Imagine a scenario where one in four seniors with dementia is given medications that could actually harm them—drugs linked to falls, confusion, and even hospitalization. This is the alarming reality uncovered by a new study, despite years of clinical guidelines warning against such practices. But here's where it gets controversial: while overall prescriptions for these risky medications have declined, they're still being given to the very people who are most vulnerable to their side effects—older adults with cognitive impairment.
Published in the prestigious journal JAMA, the research reveals that over a nine-year period, prescriptions for these brain-altering medications dropped from 20% to 16% among all Medicare beneficiaries. However, the study found that 25% of individuals with dementia—a group already at heightened risk—continue to receive these drugs. And this is the part most people miss: over two-thirds of these prescriptions lacked a clear medical justification in 2021, raising serious concerns about inappropriate and potentially harmful prescribing practices.

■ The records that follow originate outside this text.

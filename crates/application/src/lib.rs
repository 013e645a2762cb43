//! Application services and ports of the authorization engine.

#![forbid(unsafe_code)]

mod access_ports;
mod authorization_service;
mod housekeeping_service;
mod permission_catalog_service;
mod permission_resolver;
mod role_assignment_ledger;
mod role_graph_service;
mod security_admin_service;
mod session_service;
mod token_revocation_registry;

#[cfg(test)]
mod test_support;

pub use access_ports::{
    AuditEvent, AuditRepository, CreateRoleInput, IssuedSession, PasswordHasher,
    PermissionInput, PermissionRepository, RevokedTokenRepository, RoleChanges,
    RoleDeletionBlockers, RoleRepository, SessionClaims, SessionTokenCodec, UserAccount,
    UserDirectory, UserRoleRepository, UserScopeRepository,
};
pub use authorization_service::{AuthorizationService, ScopeInput};
pub use housekeeping_service::{HousekeepingReport, HousekeepingService, SYSTEM_SUBJECT};
pub use permission_catalog_service::{
    PermissionCatalogService, PermissionMatrix, PermissionMatrixCell, PermissionMatrixRow,
};
pub use permission_resolver::{
    EffectivePermissions, PermissionResolver, PermissionSource, ResolvedPermission,
};
pub use role_assignment_ledger::{AssignRoleInput, RoleAssignmentLedger};
pub use role_graph_service::{RoleGraphService, RoleTreeNode};
pub use security_admin_service::SecurityAdminService;
pub use session_service::{AuthenticatedSession, SessionService};
pub use token_revocation_registry::TokenRevocationRegistry;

Dr. John N. Mafi, a senior author of the study and associate professor at UCLA’s David Geffen School of Medicine, noted, 'These results highlight significant opportunities to improve care for millions of older Americans.' The medications in question include antidepressants with strong anticholinergic properties, antipsychotics, barbiturates, benzodiazepines, and non-benzodiazepine hypnotics—all known to affect the central nervous system (CNS).
Here’s a breakdown of the prescribing trends by medication class:
- Benzodiazepines: Declined from 11.4% to 9.1%.

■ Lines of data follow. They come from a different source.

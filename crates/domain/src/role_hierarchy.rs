//! Adjacency snapshot of the role tree.
//!
//! Storage adapters load the `(role, parent)` pairs, build a [`RoleHierarchy`], and run every
//! tree check against it inside the same write transaction that applies the change.

use std::collections::{BTreeSet, HashMap, HashSet, VecDeque};

use castellan_core::{AppError, AppResult, ConstraintViolation};

use crate::role::{MAX_ROLE_LEVELS, Role, RoleId};

/// Upper bound on any parent walk; a longer chain can only come from corrupt data.
const TRAVERSAL_LIMIT: usize = 64;

/// In-memory view of parent links.
#[derive(Debug, Clone, Default)]
pub struct RoleHierarchy {
    parents: HashMap<RoleId, Option<RoleId>>,
    children: HashMap<RoleId, Vec<RoleId>>,
}

impl RoleHierarchy {
    /// Builds a snapshot from `(role, parent)` pairs.
    pub fn from_links(links: impl IntoIterator<Item = (RoleId, Option<RoleId>)>) -> Self {
        let mut hierarchy = Self::default();
        for (role_id, parent_id) in links {
            hierarchy.parents.insert(role_id, parent_id);
            if let Some(parent_id) = parent_id {
                hierarchy.children.entry(parent_id).or_default().push(role_id);
            }
        }

        hierarchy
    }

    /// Builds a snapshot from loaded roles.
    pub fn from_roles<'a>(roles: impl IntoIterator<Item = &'a Role>) -> Self {
        Self::from_links(roles.into_iter().map(|role| (role.id(), role.parent_id())))
    }

    /// Returns whether the role is part of the snapshot.
    #[must_use]
    pub fn contains(&self, role_id: RoleId) -> bool {
        self.parents.contains_key(&role_id)
    }

    /// Returns the number of roles in the snapshot.
    #[must_use]
    pub fn len(&self) -> usize {
        self.parents.len()
    }

    /// Returns whether the snapshot holds no roles.
    #[must_use]
    pub fn is_empty(&self) -> bool {
        self.parents.is_empty()
    }

    /// Returns the direct parent of a role.
    #[must_use]
    pub fn parent_of(&self, role_id: RoleId) -> Option<RoleId> {
        self.parents.get(&role_id).copied().flatten()
    }

    /// Returns the direct children of a role.
    #[must_use]
    pub fn children_of(&self, role_id: RoleId) -> &[RoleId] {
        self.children
            .get(&role_id)
            .map_or(&[] as &[RoleId], Vec::as_slice)
    }

    /// Returns the roles without a parent.
    #[must_use]
    pub fn roots(&self) -> Vec<RoleId> {
        let mut roots: Vec<RoleId> = self
            .parents
            .iter()
            .filter(|(_, parent)| parent.is_none())
            .map(|(role_id, _)| *role_id)
            .collect();
        roots.sort();
        roots
    }

    /// Strict ancestors ordered from the direct parent up to the root.
    pub fn ancestors(&self, role_id: RoleId) -> AppResult<Vec<RoleId>> {
        if !self.contains(role_id) {
            return Err(AppError::NotFound(format!("role '{role_id}' not found")));
        }

        let mut chain = Vec::new();
        let mut current = self.parent_of(role_id);
        while let Some(parent_id) = current {
            if parent_id == role_id || chain.contains(&parent_id) || chain.len() >= TRAVERSAL_LIMIT
            {
                return Err(AppError::Internal(format!(
                    "role hierarchy is corrupt: parent chain of '{role_id}' does not terminate"
                )));
            }

            chain.push(parent_id);
            current = self.parent_of(parent_id);
        }

        Ok(chain)
    }

    /// Every role below `role_id`, excluding the role itself.
    #[must_use]
    pub fn descendants(&self, role_id: RoleId) -> BTreeSet<RoleId> {
        let mut found = BTreeSet::new();
        let mut queue: VecDeque<RoleId> = self.children_of(role_id).iter().copied().collect();

        while let Some(next) = queue.pop_front() {
            if next == role_id || !found.insert(next) {
                continue;
            }
            queue.extend(self.children_of(next).iter().copied());
        }

        found
    }

    /// Level of a role; roots are level 0.
    pub fn level(&self, role_id: RoleId) -> AppResult<usize> {
        self.ancestors(role_id).map(|chain| chain.len())
    }

    /// Number of edges on the longest path from the role down to a leaf.
    #[must_use]
    pub fn subtree_height(&self, role_id: RoleId) -> usize {
        let mut visited = HashSet::from([role_id]);
        let mut stack = vec![(role_id, 0_usize)];
        let mut height = 0;

        while let Some((current, depth)) = stack.pop() {
            height = height.max(depth);
            for child in self.children_of(current) {
                if visited.insert(*child) {
                    stack.push((*child, depth + 1));
                }
            }
        }

        height
    }

    /// Levels for every role in the snapshot.
    pub fn levels(&self) -> AppResult<HashMap<RoleId, usize>> {
        self.parents
            .keys()
            .map(|role_id| self.level(*role_id).map(|level| (*role_id, level)))
            .collect()
    }

    /// Validates placing a new role under `parent_id` and returns the new role's level.
    pub fn check_new_role(&self, parent_id: Option<RoleId>) -> AppResult<usize> {
        let Some(parent_id) = parent_id else {
            return Ok(0);
        };

        if !self.contains(parent_id) {
            return Err(AppError::NotFound(format!(
                "parent role '{parent_id}' not found"
            )));
        }

        let level = self.level(parent_id)? + 1;
        if level >= MAX_ROLE_LEVELS {
            return Err(ConstraintViolation::DepthExceeded {
                max_levels: MAX_ROLE_LEVELS,
            }
            .into());
        }

        Ok(level)
    }

    /// Validates moving `role_id` (with its whole subtree) under `new_parent_id`.
    ///
    /// `None` detaches the role into a root. Returns the role's new level.
    pub fn check_reparent(
        &self,
        role_id: RoleId,
        new_parent_id: Option<RoleId>,
    ) -> AppResult<usize> {
        if !self.contains(role_id) {
            return Err(AppError::NotFound(format!("role '{role_id}' not found")));
        }

        let new_level = match new_parent_id {
            None => 0,
            Some(parent_id) if parent_id == role_id => {
                return Err(ConstraintViolation::SelfParent.into());
            }
            Some(parent_id) => {
                if self.descendants(role_id).contains(&parent_id) {
                    return Err(ConstraintViolation::CircularReference.into());
                }
                if !self.contains(parent_id) {
                    return Err(AppError::NotFound(format!(
                        "parent role '{parent_id}' not found"
                    )));
                }
                self.level(parent_id)? + 1
            }
        };

        if new_level + self.subtree_height(role_id) >= MAX_ROLE_LEVELS {
            return Err(ConstraintViolation::DepthExceeded {
                max_levels: MAX_ROLE_LEVELS,
            }
            .into());
        }

        Ok(new_level)
    }
}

- Nonbenzodiazepine hypnotics (sleep drugs): Fell from 7.4% to 2.9%.
- Antipsychotics: Surprisingly, prescriptions rose from 2.6% to 3.6%.
- Anticholinergic antidepressants: Remained steady at 2.6%.
- Barbiturates: Dropped slightly from 0.4% to 0.3%.
While the overall decline in prescriptions is encouraging, the persistence of these practices among vulnerable populations is deeply troubling. Is it ethical to continue prescribing these medications without clear clinical justification? And what alternatives should be explored to ensure safer care for seniors with dementia?
Dr. Annie Yang, who led the study, emphasizes the importance of patient-physician collaboration: 'Older patients and their caregivers should work closely with doctors to ensure these medications are truly necessary. When they’re not, tapering or stopping them could be a safer option.'
The study does have limitations, including the lack of Medicare Advantage data and a focus on prescribing prevalence rather than cumulative exposure. Yet, its findings are a stark reminder of the need for better oversight and personalized care in treating older adults with cognitive impairment.
What do you think? Are these prescribing practices a necessary evil, or is there a systemic issue that needs addressing? Share your thoughts in the comments—let’s spark a conversation that could lead to real change.